[Start of Attachment]

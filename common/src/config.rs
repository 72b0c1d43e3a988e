use serde::Deserialize;
use std::path::{Path, PathBuf};
use tracing::warn;

use crate::frame::CaptureRegion;

#[derive(Debug, Clone, Default, Deserialize)]
pub struct Config {
    #[serde(default)]
    pub source: SourceConfig,
    #[serde(default)]
    pub region: Option<RegionConfig>,
    #[serde(default)]
    pub detector: DetectorConfig,
    #[serde(default)]
    pub output: OutputConfig,
    #[serde(default)]
    pub poll: PollConfig,
    #[serde(default)]
    pub logging: LoggingConfig,
}

#[derive(Debug, Clone, Copy, PartialEq, Eq, Deserialize)]
#[serde(rename_all = "lowercase")]
pub enum SourceKind {
    Window,
    Monitor,
}

impl SourceKind {
    pub fn as_str(&self) -> &'static str {
        match self {
            SourceKind::Window => "window",
            SourceKind::Monitor => "monitor",
        }
    }
}

#[derive(Debug, Clone, Deserialize)]
pub struct SourceConfig {
    #[serde(default = "default_source_kind")]
    pub kind: SourceKind,
    /// Opaque source id (`window:<n>` / `monitor:<n>`). Takes precedence over `name`.
    #[serde(default)]
    pub id: Option<String>,
    /// Case-insensitive substring of the window title or monitor name.
    #[serde(default)]
    pub name: Option<String>,
    #[serde(default)]
    pub autostart: bool,
    #[serde(default)]
    pub auto_capture: bool,
}

/// Requested crop rectangle, in source pixels. Clamped against the live
/// source once its resolution is known.
#[derive(Debug, Clone, Copy, PartialEq, Eq, Deserialize)]
pub struct RegionConfig {
    #[serde(default)]
    pub x: u32,
    #[serde(default)]
    pub y: u32,
    pub width: u32,
    pub height: u32,
}

impl From<RegionConfig> for CaptureRegion {
    fn from(r: RegionConfig) -> Self {
        CaptureRegion::new(r.x, r.y, r.width, r.height)
    }
}

#[derive(Debug, Clone, Copy, PartialEq, Deserialize)]
pub struct DetectorConfig {
    /// A poll whose difference to the previous poll is at or below this
    /// percentage counts as quiet.
    #[serde(default = "default_stability_threshold_pct")]
    pub stability_threshold_pct: f64,
    /// Consecutive quiet polls required before a capture is considered.
    #[serde(default = "default_stability_count")]
    pub stability_count: u32,
    /// Minimum difference, in percent, between a quiet frame and the last
    /// saved frame for the quiet frame to be saved.
    #[serde(default = "default_novelty_threshold_pct")]
    pub novelty_threshold_pct: f64,
}

#[derive(Debug, Clone, Deserialize)]
pub struct OutputConfig {
    #[serde(default = "default_output_dir")]
    pub dir: PathBuf,
    #[serde(default = "default_jpeg_quality")]
    pub jpeg_quality: u8,
}

#[derive(Debug, Clone, Copy, Deserialize)]
pub struct PollConfig {
    #[serde(default = "default_interval_ms")]
    pub interval_ms: u64,
}

#[derive(Debug, Clone, Deserialize)]
pub struct LoggingConfig {
    #[serde(default = "default_log_level")]
    pub level: String,
}

impl Default for SourceConfig {
    fn default() -> Self {
        Self {
            kind: default_source_kind(),
            id: None,
            name: None,
            autostart: false,
            auto_capture: false,
        }
    }
}

impl Default for DetectorConfig {
    fn default() -> Self {
        Self {
            stability_threshold_pct: default_stability_threshold_pct(),
            stability_count: default_stability_count(),
            novelty_threshold_pct: default_novelty_threshold_pct(),
        }
    }
}

impl Default for OutputConfig {
    fn default() -> Self {
        Self {
            dir: default_output_dir(),
            jpeg_quality: default_jpeg_quality(),
        }
    }
}

impl Default for PollConfig {
    fn default() -> Self {
        Self {
            interval_ms: default_interval_ms(),
        }
    }
}

impl Default for LoggingConfig {
    fn default() -> Self {
        Self {
            level: default_log_level(),
        }
    }
}

pub const STABILITY_THRESHOLD_RANGE: (f64, f64) = (0.1, 50.0);
pub const STABILITY_COUNT_RANGE: (u32, u32) = (1, 50);
pub const NOVELTY_THRESHOLD_RANGE: (f64, f64) = (0.0, 100.0);
pub const JPEG_QUALITY_RANGE: (u8, u8) = (1, 100);
pub const INTERVAL_MS_RANGE: (u64, u64) = (50, 10_000);

impl Config {
    pub fn load(path: &Path) -> Result<Self, ConfigError> {
        let content = std::fs::read_to_string(path)
            .map_err(|e| ConfigError::ReadFile(path.display().to_string(), e))?;
        Self::parse(&content)
    }

    pub fn parse(content: &str) -> Result<Self, ConfigError> {
        let config: Config =
            toml::from_str(content).map_err(|e| ConfigError::Parse(e.to_string()))?;
        Ok(config.clamped())
    }

    /// Apply the min/max limits of every user-adjustable field.
    pub fn clamped(mut self) -> Self {
        self.detector = self.detector.clamped();
        self.output.jpeg_quality = clamp_logged(
            "output.jpeg_quality",
            self.output.jpeg_quality,
            JPEG_QUALITY_RANGE,
        );
        self.poll.interval_ms =
            clamp_logged("poll.interval_ms", self.poll.interval_ms, INTERVAL_MS_RANGE);
        self
    }
}

impl DetectorConfig {
    pub fn clamped(self) -> Self {
        Self {
            stability_threshold_pct: clamp_logged(
                "detector.stability_threshold_pct",
                self.stability_threshold_pct,
                STABILITY_THRESHOLD_RANGE,
            ),
            stability_count: clamp_logged(
                "detector.stability_count",
                self.stability_count,
                STABILITY_COUNT_RANGE,
            ),
            novelty_threshold_pct: clamp_logged(
                "detector.novelty_threshold_pct",
                self.novelty_threshold_pct,
                NOVELTY_THRESHOLD_RANGE,
            ),
        }
    }
}

fn clamp_logged<T>(field: &str, value: T, (min, max): (T, T)) -> T
where
    T: PartialOrd + Copy + std::fmt::Display,
{
    // NaN compares false both ways and falls through to `min`.
    let clamped = if value > max {
        max
    } else if value >= min {
        value
    } else {
        min
    };
    if clamped != value {
        warn!(field, %value, %clamped, "config value out of range, clamped");
    }
    clamped
}

#[derive(Debug, thiserror::Error)]
pub enum ConfigError {
    #[error("failed to read config file {0}: {1}")]
    ReadFile(String, std::io::Error),
    #[error("failed to parse config: {0}")]
    Parse(String),
}

// Default value functions
fn default_source_kind() -> SourceKind {
    SourceKind::Window
}
fn default_stability_threshold_pct() -> f64 {
    0.1
}
fn default_stability_count() -> u32 {
    3
}
fn default_novelty_threshold_pct() -> f64 {
    0.5
}
fn default_output_dir() -> PathBuf {
    PathBuf::from("./captures")
}
fn default_jpeg_quality() -> u8 {
    92
}
fn default_interval_ms() -> u64 {
    250
}
fn default_log_level() -> String {
    "info".into()
}

#[cfg(test)]
mod tests {
    use super::*;

    #[test]
    fn empty_file_uses_defaults() {
        let config = Config::parse("").unwrap();
        assert_eq!(config.source.kind, SourceKind::Window);
        assert!(config.region.is_none());
        assert_eq!(config.detector, DetectorConfig::default());
        assert_eq!(config.detector.stability_count, 3);
        assert_eq!(config.output.dir, PathBuf::from("./captures"));
        assert_eq!(config.output.jpeg_quality, 92);
        assert_eq!(config.poll.interval_ms, 250);
        assert_eq!(config.logging.level, "info");
    }

    #[test]
    fn full_file_parses() {
        let config = Config::parse(
            r#"
            [source]
            kind = "monitor"
            name = "HDMI"
            autostart = true
            auto_capture = true

            [region]
            x = 10
            y = 20
            width = 640
            height = 360

            [detector]
            stability_threshold_pct = 2.5
            stability_count = 4
            novelty_threshold_pct = 10.0

            [output]
            dir = "/tmp/shots"
            "#,
        )
        .unwrap();
        assert_eq!(config.source.kind, SourceKind::Monitor);
        assert_eq!(config.source.name.as_deref(), Some("HDMI"));
        assert!(config.source.autostart && config.source.auto_capture);
        assert_eq!(
            config.region,
            Some(RegionConfig {
                x: 10,
                y: 20,
                width: 640,
                height: 360
            })
        );
        assert_eq!(config.detector.stability_threshold_pct, 2.5);
        assert_eq!(config.detector.stability_count, 4);
        assert_eq!(config.detector.novelty_threshold_pct, 10.0);
        assert_eq!(config.output.dir, PathBuf::from("/tmp/shots"));
    }

    #[test]
    fn out_of_range_values_are_clamped() {
        let config = Config::parse(
            r#"
            [detector]
            stability_threshold_pct = 0.0
            stability_count = 99
            novelty_threshold_pct = 250.0

            [output]
            jpeg_quality = 0

            [poll]
            interval_ms = 1
            "#,
        )
        .unwrap();
        assert_eq!(config.detector.stability_threshold_pct, 0.1);
        assert_eq!(config.detector.stability_count, 50);
        assert_eq!(config.detector.novelty_threshold_pct, 100.0);
        assert_eq!(config.output.jpeg_quality, 1);
        assert_eq!(config.poll.interval_ms, 50);
    }

    #[test]
    fn nan_clamps_to_min() {
        let d = DetectorConfig {
            stability_threshold_pct: f64::NAN,
            ..DetectorConfig::default()
        }
        .clamped();
        assert_eq!(d.stability_threshold_pct, 0.1);
    }

    #[test]
    fn unknown_source_kind_is_a_parse_error() {
        let err = Config::parse("[source]\nkind = \"tab\"\n").unwrap_err();
        assert!(matches!(err, ConfigError::Parse(_)));
    }

    #[test]
    fn missing_file_is_a_read_error() {
        let err = Config::load(Path::new("/nonexistent/framesnap.toml")).unwrap_err();
        assert!(matches!(err, ConfigError::ReadFile(..)));
    }
}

[End of Attachment]

● BRIEF
Reproduce each line in the listing above that mentions the string "const".

● REPLY TO THE TASK
pub const STABILITY_THRESHOLD_RANGE: (f64, f64) = (0.1, 50.0);
pub const STABILITY_COUNT_RANGE: (u32, u32) = (1, 50);
pub const NOVELTY_THRESHOLD_RANGE: (f64, f64) = (0.0, 100.0);
pub const JPEG_QUALITY_RANGE: (u8, u8) = (1, 100);
pub const INTERVAL_MS_RANGE: (u64, u64) = (50, 10_000);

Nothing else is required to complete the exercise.